Dominating the online world, one 3-D cyberbattle at a timeGame maniacs around the globe have been waiting for the latest in the Command & Conquer series.
Their patience has been rewarded by EA, which bought the original publisher West Wood Studios. EA has done a great job upgrading a game that deserves to be hailed as one of the best real-time strategy sessions around.
What sets Command & Conquer apart from its competition is the way it looks. Gone are the shabby 2-D graphics. Instead gamers find themselves surrounded by excellent 3-D images that are brought to life by equally impressive sound effects.
Much of the game is standard fare for the Command & Conquer series. Players choose from three factions ― the United States, the People’s Republic of China and the GLA (Global Liberation Army). Each faction has unique units with their own strengths and weaknesses.
Aspects of the game seem clipped from today’s headlines: The Americans enjoy air supremacy, while the Chinese have solid anti-aircraft capabilities.
The GLA, meanwhile, uses terrorist strategies, including suicide bombers, car bombs and biological weapons. What they lack in firepower they make up with their use of tunnels. And the GLA’s buildings can be rebuilt if they’re hit in an air raid.

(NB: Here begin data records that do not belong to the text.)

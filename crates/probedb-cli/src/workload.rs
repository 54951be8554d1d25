//! Synthetic workload driven through instrumented backends.
//!
//! Each backend gets its own registry, as each would be a separate client
//! connection in an application. A fixed share of the generated calls
//! fails on purpose so error counters are exercised too.

use std::future::Future;
use std::sync::Arc;
use std::time::Instant;

use futures::future::join_all;
use probedb_backends::{
    document, kv, relational, wide_column, AttributeValue, Document, DocumentBackend,
    FindOptions, Item, KeySchema, KeyValueBackend, MemoryDocumentStore, MemoryKeyValue,
    MemoryWideColumn, RelationalBackend, SqlValue, SqliteBackend, WideColumnBackend,
};
use probedb_core::{
    new_shared_registry, Category, Instrumented, KeywordClassifier, SharedMetricsRegistry,
    TableClassifier,
};
use serde_json::json;

use crate::config::RunConfig;
use crate::error::{Error, Result};

/// Metrics collected for one backend.
#[derive(Clone)]
pub struct BackendReport {
    /// Backend label.
    pub backend: &'static str,
    /// Registry the backend's proxy recorded into.
    pub registry: SharedMetricsRegistry,
}

/// Run the workload against every backend concurrently.
pub async fn run(config: &RunConfig) -> Result<Vec<BackendReport>> {
    let (kv, document, sql, wide_column) = tokio::try_join!(
        run_key_value(config),
        run_document(config),
        run_relational(config),
        run_wide_column(config),
    )?;
    Ok(vec![kv, document, sql, wide_column])
}

/// Spread `config.iterations` steps over `config.concurrency` tasks.
async fn drive<P, F, Fut>(
    backend: &'static str,
    proxy: Arc<P>,
    registry: &SharedMetricsRegistry,
    config: &RunConfig,
    step: F,
) -> Result<()>
where
    P: Send + Sync + 'static,
    F: Fn(Arc<P>, usize) -> Fut + Copy + Send + 'static,
    Fut: Future<Output = ()> + Send + 'static,
{
    let started = Instant::now();
    let workers = config.concurrency.clamp(1, config.iterations.max(1));
    let iterations = config.iterations;

    let handles: Vec<_> = (0..workers)
        .map(|worker| {
            let proxy = Arc::clone(&proxy);
            tokio::spawn(async move {
                for i in (worker..iterations).step_by(workers) {
                    step(Arc::clone(&proxy), i).await;
                }
            })
        })
        .collect();
    for handle in join_all(handles).await {
        handle?;
    }

    let all = registry
        .get(Category::ALL.as_str())
        .map(|aggregate| aggregate.snapshot())
        .unwrap_or_default();
    tracing::info!(
        backend,
        calls = all.call_count,
        errors = all.error_count,
        elapsed_ms = started.elapsed().as_millis() as u64,
        "workload finished"
    );
    Ok(())
}

type KeyValueProxy = Instrumented<MemoryKeyValue, TableClassifier>;

async fn run_key_value(config: &RunConfig) -> Result<BackendReport> {
    const BACKEND: &str = "redis";
    let registry = new_shared_registry();
    let proxy = Arc::new(
        kv::instrument(MemoryKeyValue::new(), Arc::clone(&registry))
            .with_config(config.instrument_config(BACKEND)),
    );
    proxy.ping().await.map_err(|e| Error::setup(BACKEND, e))?;

    drive(BACKEND, proxy, &registry, config, key_value_step).await?;
    Ok(BackendReport {
        backend: BACKEND,
        registry,
    })
}

async fn key_value_step(proxy: Arc<KeyValueProxy>, i: usize) {
    let key = format!("user:{}", i % 64);
    let _ = match i % 8 {
        0 => proxy.set(&key, format!("session-{}", i).as_bytes()).await.map(drop),
        1 => proxy.get(&key).await.map(drop),
        2 => proxy.incr_by("hits", 1).await.map(drop),
        3 => proxy.hset(&key, "last_seen", i.to_string().as_bytes()).await.map(drop),
        4 => proxy.hgetall(&key).await.map(drop),
        5 => proxy.lpush("queue", &[key.as_bytes()]).await.map(drop),
        6 => proxy.lrange("queue", 0, 9).await.map(drop),
        // "queue" holds a list, so this fails with WRONGTYPE.
        _ => proxy.get("queue").await.map(drop),
    };
}

type DocumentProxy = Instrumented<MemoryDocumentStore, TableClassifier>;

async fn run_document(config: &RunConfig) -> Result<BackendReport> {
    const BACKEND: &str = "mongodb";
    let registry = new_shared_registry();
    let proxy = Arc::new(
        document::instrument(MemoryDocumentStore::new(), Arc::clone(&registry))
            .with_config(config.instrument_config(BACKEND)),
    );
    proxy
        .create_collection("orders")
        .await
        .map_err(|e| Error::setup(BACKEND, e))?;
    proxy
        .create_index("orders", &["customer"], false)
        .await
        .map_err(|e| Error::setup(BACKEND, e))?;

    drive(BACKEND, proxy, &registry, config, document_step).await?;
    Ok(BackendReport {
        backend: BACKEND,
        registry,
    })
}

fn object(value: serde_json::Value) -> Document {
    match value {
        serde_json::Value::Object(map) => map,
        _ => Document::new(),
    }
}

async fn document_step(proxy: Arc<DocumentProxy>, i: usize) {
    let customer = format!("customer-{}", i % 16);
    let _ = match i % 7 {
        0 => proxy
            .insert_one(
                "orders",
                &object(json!({"_id": i, "customer": customer, "total": i % 100})),
            )
            .await
            .map(drop),
        1 => proxy
            .find_one("orders", &object(json!({"customer": customer})))
            .await
            .map(drop),
        2 => proxy
            .update_many(
                "orders",
                &object(json!({"customer": customer})),
                &object(json!({"status": "shipped"})),
            )
            .await
            .map(drop),
        3 => proxy
            .count_documents("orders", &object(json!({"status": "shipped"})))
            .await
            .map(drop),
        // Collides with the order inserted at i = 0.
        4 => proxy
            .insert_one("orders", &object(json!({"_id": 0, "customer": customer})))
            .await
            .map(drop),
        5 => proxy
            .find("orders", &Document::new(), FindOptions::limit(10))
            .await
            .map(drop),
        _ => proxy
            .delete_one("orders", &object(json!({"_id": i - 6})))
            .await
            .map(drop),
    };
}

type SqlProxy = Instrumented<SqliteBackend, KeywordClassifier>;

const EVENTS_SCHEMA: &str = "CREATE TABLE IF NOT EXISTS events (
    id INTEGER PRIMARY KEY,
    kind TEXT NOT NULL,
    payload TEXT
)";

async fn run_relational(config: &RunConfig) -> Result<BackendReport> {
    const BACKEND: &str = "sql";
    let backend = match &config.sqlite_path {
        Some(path) => SqliteBackend::open(path),
        None => SqliteBackend::open_in_memory(),
    }
    .map_err(|e| Error::setup(BACKEND, e))?;

    let registry = new_shared_registry();
    let proxy = Arc::new(
        relational::instrument(backend, Arc::clone(&registry))
            .with_config(config.instrument_config(BACKEND)),
    );
    proxy
        .execute_batch(EVENTS_SCHEMA)
        .await
        .map_err(|e| Error::setup(BACKEND, e))?;

    drive(BACKEND, proxy, &registry, config, relational_step).await?;
    Ok(BackendReport {
        backend: BACKEND,
        registry,
    })
}

async fn relational_step(proxy: Arc<SqlProxy>, i: usize) {
    let kind = SqlValue::from(["click", "view", "purchase"][i % 3]);
    let id = SqlValue::Integer(i as i64 / 6);
    let _ = match i % 6 {
        0 | 1 => proxy
            .execute(
                "INSERT INTO events (kind, payload) VALUES (?1, ?2)",
                &[kind, SqlValue::from(format!("event {}", i))],
            )
            .await
            .map(drop),
        2 => proxy
            .query("SELECT id, payload FROM events WHERE kind = ?1 LIMIT 10", &[kind])
            .await
            .map(drop),
        3 => proxy
            .execute("UPDATE events SET payload = ?1 WHERE id = ?2", &[SqlValue::Null, id])
            .await
            .map(drop),
        4 => proxy
            .execute("DELETE FROM events WHERE id = ?1", &[id])
            .await
            .map(drop),
        // Violates the NOT NULL constraint on `kind`.
        _ => proxy
            .execute("INSERT INTO events (kind) VALUES (NULL)", &[])
            .await
            .map(drop),
    };
}

type WideColumnProxy = Instrumented<MemoryWideColumn, TableClassifier>;

async fn run_wide_column(config: &RunConfig) -> Result<BackendReport> {
    const BACKEND: &str = "dynamodb";
    let registry = new_shared_registry();
    let proxy = Arc::new(
        wide_column::instrument(MemoryWideColumn::new(), Arc::clone(&registry))
            .with_config(config.instrument_config(BACKEND)),
    );
    proxy
        .create_table(
            "sessions",
            &KeySchema::partition("user").with_sort_key("started"),
        )
        .await
        .map_err(|e| Error::setup(BACKEND, e))?;

    drive(BACKEND, proxy, &registry, config, wide_column_step).await?;
    Ok(BackendReport {
        backend: BACKEND,
        registry,
    })
}

async fn wide_column_step(proxy: Arc<WideColumnProxy>, i: usize) {
    let user = AttributeValue::s(format!("user-{}", i % 32));
    let key: Item = [
        ("user".to_string(), user.clone()),
        ("started".to_string(), AttributeValue::n(i / 6)),
    ]
    .into_iter()
    .collect();

    let _ = match i % 6 {
        0 => {
            let mut item = key;
            item.insert("device".into(), AttributeValue::s("mobile"));
            proxy.put_item("sessions", &item).await.map(drop)
        }
        1 => proxy.get_item("sessions", &key).await.map(drop),
        2 => proxy
            .query_partition("sessions", &user, Some(5))
            .await
            .map(drop),
        3 => {
            let updates: Item =
                [("ended".to_string(), AttributeValue::Bool(true))].into_iter().collect();
            proxy.update_item("sessions", &key, &updates).await.map(drop)
        }
        4 => proxy
            .execute_statement("SELECT * FROM \"sessions\"")
            .await
            .map(drop),
        // Missing the sort key attribute.
        _ => {
            let partial: Item = [("user".to_string(), user)].into_iter().collect();
            proxy.get_item("sessions", &partial).await.map(drop)
        }
    };
}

The Verdict: The game has very different units to keep everyone happy, and all three factions are balanced in terms of power. Playing the game online is a blast if you team up with friends to dominate the world.
One downside, however, is the game’s relatively short single-player campaign, which experts can finish in a day or two. This somewhat diminishes the replay value of the game. Otherwise, it’s a solid game and another successful edition of a series that will stick around for a long time.